Me gusta ir temprano a trabajar. Más temprano de lo habitual, quiero decir.
No hay mejor cosa que avanzar bien de mañana por las calles vacías. La ciudad aún mantiene algo de calma y silencio, y yo, como amante de la calma y del silencio, me siento conforme y a gusto.
En esta época del año es incluso más placentero, pues ya ha amanecido y la presencia de luz solar es siempre fuente de energía y ayuda al buen ánimo.
Peeeeeero: esta semana estoy entrando a la hora "normal", y no una hora antes, por cuestiones de turnos, guardias y otras pequeñeces que no vienen a cuento. Por tanto, justo antes de las ocho de la mañana se produce una especie de hora punta. Todos corren, van con prisa. Es la hora a la que la mayoría de los funcionarios entran en sus lugares de trabajo, y por ende hay asimismo mucho movimiento de coches.
La parada del autobús se llena de empleadas del hogar que bajan en tropel de las humeantes cafeteras con ruedas, dejando tras de sí un ambiente cargado de efluvios humanos y perfumes baratos, a la par que hablan entre sí a grandes voces. Es la alegría de la mañana.
Algunos pájaros empiezan a revolotear, y elevan el tono de sus píopíos hasta alcanzar volúmenes hirientes para los oídos más sensibles.
La cosa va a peor.
Aprisa, tirando de la correa, podemos observar algún cánido que orina o directamente caga, apremiado por su incívico dueño que mira hacia otro lado. Hay días en que el tramo de las calles Palos y Fernando el Católico se convierte en un verdadero campo minado y no se puede levantar la vista del suelo, so pena de pringar uno de los regalitos que han ido sembrando por aquí y por allá, problema claramente agravado últimamente por la disminución de la frecuencia con que se limpia, o directamente la ausencia de todo orden y concierto urbano.
Coches que dan fuertes acelerones para adelantar por donde casi no se cabe y ganar ese par de metros de ventaja hasta el siguiente ceda el paso, o paso de cebra, o semáforo. Ridículo. Aspavientos e insultos dentro de la caja reforzada que otorga impunidad y anonimato.
El vendedor de lotería lleva ya una hora al raso, y es ahora cuando comienza a vocear su retahíla habitual, sin importar a quien despierte, o simplemente moleste. Todo vale cuando uno se parapeta tras la socorrida frase "estamos trabajando", como si eso fuera un salvoconducto para hacer lo que a uno le venga en gana, a su única y egoísta conveniencia, como si entonces su catadura (que no categoría) moral estuviera por encima por encima del resto de los mortales.

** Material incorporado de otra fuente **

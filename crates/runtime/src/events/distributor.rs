//! Bout-keyed publish/subscribe hub with replay for late joiners.
//!
//! Publishing and subscribing serialize on the same lock: an event is either
//! part of a new subscriber's backfill or delivered to it live, never both and
//! never neither. Delivery to connected subscribers is fire-and-forget over a
//! bounded broadcast channel; a subscriber that falls behind is resynced with a
//! fresh backfill instead of silently skipping events.
//!
//! Once a bout is purged it stays gone: events that still arrive for it (the
//! orchestrator's closing stages can outlast the grace period) are dropped
//! until its terminal progress.

use std::collections::{BTreeMap, BTreeSet};
use std::sync::{Arc, Mutex, MutexGuard, Weak};
use std::time::Duration;

use chrono::{DateTime, Utc};
use fight_core::{CompetitorId, Outcome, TurnRecord};
use tokio::sync::broadcast;
use tracing::{debug, trace, warn};

use super::subscription::Subscription;
use super::types::{
    EndEvent, LiveBoutState, LiveEvent, ProgressEvent, Stage, StartEvent, TurnEvent,
};
use crate::types::BoutId;

#[derive(Default)]
struct Tracked {
    bouts: BTreeMap<BoutId, LiveBoutState>,
    /// Purged before their terminal progress; later events are dropped.
    retired: BTreeSet<BoutId>,
}

struct Inner {
    tracked: Mutex<Tracked>,
    sender: broadcast::Sender<LiveEvent>,
    grace_period: Duration,
    keepalive_interval: Duration,
}

/// Non-owning handle held by subscriptions, so a feed ends once every
/// [`EventDistributor`] is gone.
#[derive(Clone)]
pub(crate) struct WeakDistributor(Weak<Inner>);

impl WeakDistributor {
    pub(crate) fn upgrade(&self) -> Option<EventDistributor> {
        self.0.upgrade().map(|inner| EventDistributor { inner })
    }
}

/// Live event hub shared by the orchestrator and every spectator.
#[derive(Clone)]
pub struct EventDistributor {
    inner: Arc<Inner>,
}

impl EventDistributor {
    pub fn new(capacity: usize, grace_period: Duration, keepalive_interval: Duration) -> Self {
        let (sender, _) = broadcast::channel(capacity.max(1));
        Self {
            inner: Arc::new(Inner {
                tracked: Mutex::new(Tracked::default()),
                sender,
                grace_period,
                keepalive_interval,
            }),
        }
    }

    fn tracked(&self) -> MutexGuard<'_, Tracked> {
        lock(&self.inner)
    }

    pub fn publish_progress(
        &self,
        bout_id: BoutId,
        stage: Stage,
        message: impl Into<String>,
        eta: Option<DateTime<Utc>>,
    ) {
        self.publish(LiveEvent::Progress(ProgressEvent {
            bout_id,
            stage,
            message: message.into(),
            eta,
        }));
    }

    pub fn publish_start(&self, start: StartEvent) {
        self.publish(LiveEvent::Start(start));
    }

    pub fn publish_turn(&self, bout_id: BoutId, turn: TurnRecord, turn_index: u32, total_turns: u32) {
        self.publish(LiveEvent::Turn(TurnEvent {
            bout_id,
            turn,
            turn_index,
            total_turns,
        }));
    }

    pub fn publish_end(
        &self,
        bout_id: BoutId,
        winner_id: CompetitorId,
        loser_id: CompetitorId,
        outcome: Outcome,
    ) {
        self.publish(LiveEvent::End(EndEvent {
            bout_id,
            winner_id,
            loser_id,
            outcome,
        }));
    }

    fn publish(&self, event: LiveEvent) {
        let bout_id = event.bout_id();
        let schedule_purge = {
            let mut tracked = self.tracked();
            if tracked.retired.contains(&bout_id) {
                if let LiveEvent::Progress(p) = &event
                    && p.stage.is_terminal()
                {
                    tracked.retired.remove(&bout_id);
                }
                trace!(target: "arena::distributor", %bout_id, kind = ?event.kind(), "dropped, bout already purged");
                return;
            }

            let state = tracked
                .bouts
                .entry(bout_id)
                .or_insert_with(|| LiveBoutState::new(bout_id));
            state.record(event.clone());

            // A bout that ended is purged from its end event; one that was
            // cancelled or failed before ending is purged from its last stage.
            let purge = match &event {
                LiveEvent::End(_) => true,
                LiveEvent::Progress(p) => p.stage.is_terminal() && !state.is_finished(),
                _ => false,
            };

            trace!(target: "arena::distributor", %bout_id, kind = ?event.kind(), "publish");
            if self.inner.sender.send(event).is_err() {
                trace!(target: "arena::distributor", %bout_id, "no subscribers");
            }
            purge
        };

        if schedule_purge {
            self.schedule_purge(bout_id);
        }
    }

    fn schedule_purge(&self, bout_id: BoutId) {
        let grace = self.inner.grace_period;
        let weak: Weak<Inner> = Arc::downgrade(&self.inner);

        match tokio::runtime::Handle::try_current() {
            Ok(runtime) => {
                runtime.spawn(async move {
                    tokio::time::sleep(grace).await;
                    if let Some(inner) = weak.upgrade()
                        && lock(&inner).purge(bout_id)
                    {
                        debug!(target: "arena::distributor", %bout_id, "bout state purged");
                    }
                });
            }
            Err(_) => {
                warn!(target: "arena::distributor", %bout_id, "no async runtime, purging immediately");
                self.forget(bout_id);
            }
        }
    }

    /// Drop a bout's state right away.
    pub fn forget(&self, bout_id: BoutId) -> bool {
        self.tracked().purge(bout_id)
    }

    /// Subscribe to one bout (`Some`) or every bout (`None`).
    ///
    /// The subscription first yields a replay of every tracked bout's history,
    /// then live events. Dropping it unsubscribes.
    pub fn subscribe(&self, bout: Option<BoutId>) -> Subscription {
        let (states, receiver) = self.snapshot_and_subscribe(bout);
        Subscription::new(
            WeakDistributor(Arc::downgrade(&self.inner)),
            bout,
            states,
            receiver,
            self.inner.keepalive_interval,
        )
    }

    pub(crate) fn snapshot_and_subscribe(
        &self,
        bout: Option<BoutId>,
    ) -> (Vec<LiveBoutState>, broadcast::Receiver<LiveEvent>) {
        let tracked = self.tracked();
        let states = select(&tracked.bouts, bout);
        let receiver = self.inner.sender.subscribe();
        (states, receiver)
    }

    /// Current tracked state for one bout or all of them.
    pub fn snapshot(&self, bout: Option<BoutId>) -> Vec<LiveBoutState> {
        select(&self.tracked().bouts, bout)
    }

    pub fn tracked_bouts(&self) -> Vec<BoutId> {
        self.tracked().bouts.keys().copied().collect()
    }

    pub fn subscriber_count(&self) -> usize {
        self.inner.sender.receiver_count()
    }
}

impl Tracked {
    fn purge(&mut self, bout_id: BoutId) -> bool {
        let Some(state) = self.bouts.remove(&bout_id) else {
            return false;
        };
        let settled = state.latest_progress().is_some_and(|p| p.stage.is_terminal());
        if !settled {
            self.retired.insert(bout_id);
        }
        true
    }
}

fn lock(inner: &Inner) -> MutexGuard<'_, Tracked> {
    inner
        .tracked
        .lock()
        .unwrap_or_else(|poisoned| poisoned.into_inner())
}

fn select(bouts: &BTreeMap<BoutId, LiveBoutState>, bout: Option<BoutId>) -> Vec<LiveBoutState> {
    match bout {
        Some(id) => bouts.get(&id).cloned().into_iter().collect(),
        None => bouts.values().cloned().collect(),
    }
}

#[cfg(test)]
mod tests {
    use super::*;
    use fight_core::Side;

    fn distributor() -> EventDistributor {
        EventDistributor::new(64, Duration::from_secs(10), Duration::from_secs(15))
    }

    fn turn(n: u32) -> TurnRecord {
        TurnRecord {
            attacker: if n % 2 == 0 { Side::A } else { Side::B },
            defender: if n % 2 == 0 { Side::B } else { Side::A },
            move_name: "Jab".into(),
            damage: n,
            critical: false,
            hp_a: 100,
            hp_b: 100,
        }
    }

    #[tokio::test]
    async fn state_created_on_first_event() {
        let hub = distributor();
        assert!(hub.tracked_bouts().is_empty());

        hub.publish_progress(BoutId(1), Stage::CreatingPool, "opening pool", None);

        let states = hub.snapshot(Some(BoutId(1)));
        assert_eq!(states.len(), 1);
        assert_eq!(
            states[0].latest_progress().map(|p| p.stage),
            Some(Stage::CreatingPool)
        );
    }

    #[tokio::test]
    async fn snapshot_filters_by_bout() {
        let hub = distributor();
        hub.publish_progress(BoutId(1), Stage::CreatingPool, "one", None);
        hub.publish_progress(BoutId(2), Stage::CreatingPool, "two", None);

        assert_eq!(hub.snapshot(None).len(), 2);
        assert_eq!(hub.snapshot(Some(BoutId(2)))[0].bout_id, BoutId(2));
        assert!(hub.snapshot(Some(BoutId(3))).is_empty());
    }

    #[tokio::test]
    async fn turns_kept_in_publish_order() {
        let hub = distributor();
        for i in 0..5 {
            hub.publish_turn(BoutId(4), turn(i), i, 5);
        }
        let state = &hub.snapshot(Some(BoutId(4)))[0];
        let indices: Vec<u32> = state.turns().map(|t| t.turn_index).collect();
        assert_eq!(indices, vec![0, 1, 2, 3, 4]);
    }

    #[tokio::test(start_paused = true)]
    async fn ended_bout_purged_after_grace() {
        let hub = distributor();
        hub.publish_turn(BoutId(9), turn(1), 0, 1);
        hub.publish_end(
            BoutId(9),
            CompetitorId::new("a"),
            CompetitorId::new("b"),
            Outcome::Knockout,
        );

        tokio::time::sleep(Duration::from_secs(9)).await;
        assert_eq!(hub.tracked_bouts(), vec![BoutId(9)]);

        tokio::time::sleep(Duration::from_secs(2)).await;
        assert!(hub.tracked_bouts().is_empty());
    }

    #[tokio::test(start_paused = true)]
    async fn stages_after_purge_do_not_revive_bout() {
        let hub = distributor();
        hub.publish_turn(BoutId(5), turn(1), 0, 1);
        hub.publish_end(
            BoutId(5),
            CompetitorId::new("a"),
            CompetitorId::new("b"),
            Outcome::Decision,
        );
        tokio::time::sleep(Duration::from_secs(11)).await;
        assert!(hub.tracked_bouts().is_empty());

        let mut feed = hub.subscribe(None);
        hub.publish_progress(BoutId(5), Stage::Reactions, "late", None);
        hub.publish_progress(BoutId(5), Stage::Done, "late", None);
        assert!(hub.tracked_bouts().is_empty());
        assert_eq!(feed.pending_replay(), 0);

        // The terminal stage releases the id; nothing reached the feed.
        hub.publish_progress(BoutId(6), Stage::CreatingPool, "next", None);
        let item = feed.next().await.expect("feed open");
        assert_eq!(item.event().map(LiveEvent::bout_id), Some(BoutId(6)));
        assert!(lock(&hub.inner).retired.is_empty());
    }

    #[tokio::test(start_paused = true)]
    async fn cancelled_bout_purged_without_end() {
        let hub = distributor();
        hub.publish_progress(BoutId(3), Stage::Cancelled, "no bets", None);

        tokio::time::sleep(Duration::from_secs(11)).await;
        assert!(hub.tracked_bouts().is_empty());
    }

    #[tokio::test]
    async fn subscriber_count_tracks_drops() {
        let hub = distributor();
        let first = hub.subscribe(None);
        let second = hub.subscribe(Some(BoutId(1)));
        assert_eq!(hub.subscriber_count(), 2);
        drop(first);
        assert_eq!(hub.subscriber_count(), 1);
        drop(second);
        assert_eq!(hub.subscriber_count(), 0);
    }
}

El autobús arranca para subir la Vía Paisajista, con enorme estruendo, dejando tras de sí una tóxica y casi opaca nube de carbonilla, azufres, y óxidos varios de carbono. Son los dinosaurios, los diplodocus de este siglo, a quienes nada les importa, y si quieres salvar tu vida más vale que les cedas el paso (aunque seas tú quien tiene la preferencia), o te apartes, o te escondas. No tendrán misericordia. Pobres, están tan mal pagados...
A la vuelta de la esquina de la calle San Sebastián con Mackay McDonald esquivo, de milagro, la gigantesca hez líquida de color grisaceo que viene de quince metros más arriba. Es el techo del mundo palomar. Las ratas del aire. Sin duda, hay un colombófilo entre el equipo de gobierno de esta sucia ciudad.
Delante de mí caminan un padre y su hijo, al que acompaña al colegio. El niño tira un papelito al suelo. Un malcriado, un maleducado, un mierdecilla. Tiene poco margen ya para ser enderazado, sobre todo cuando observo que el padre, en quien sin duda se ha reflejado el infante, abre una cajetilla de tabaco y no duda en tirar plastiquitos y fundas al suelo despreocupadamente mientras enciende, con ansia, su pitillo. Me obligo a dar unos pasos rápidos para adelantarlos y no sufrir los humos. La marcha a barlovento siempre es mejor.
Prefiero parar aquí, no sea que alguno me tilde quejica. No soy de natural quejoso, la verdad. Pero es que ya estoy hasta los McNuggets, todos los días lo mismo.
Esta ciudad no tiene remedio. El hombre no tiene remedio.
¿Queda esperanza? ¿A dónde nos dirigimos?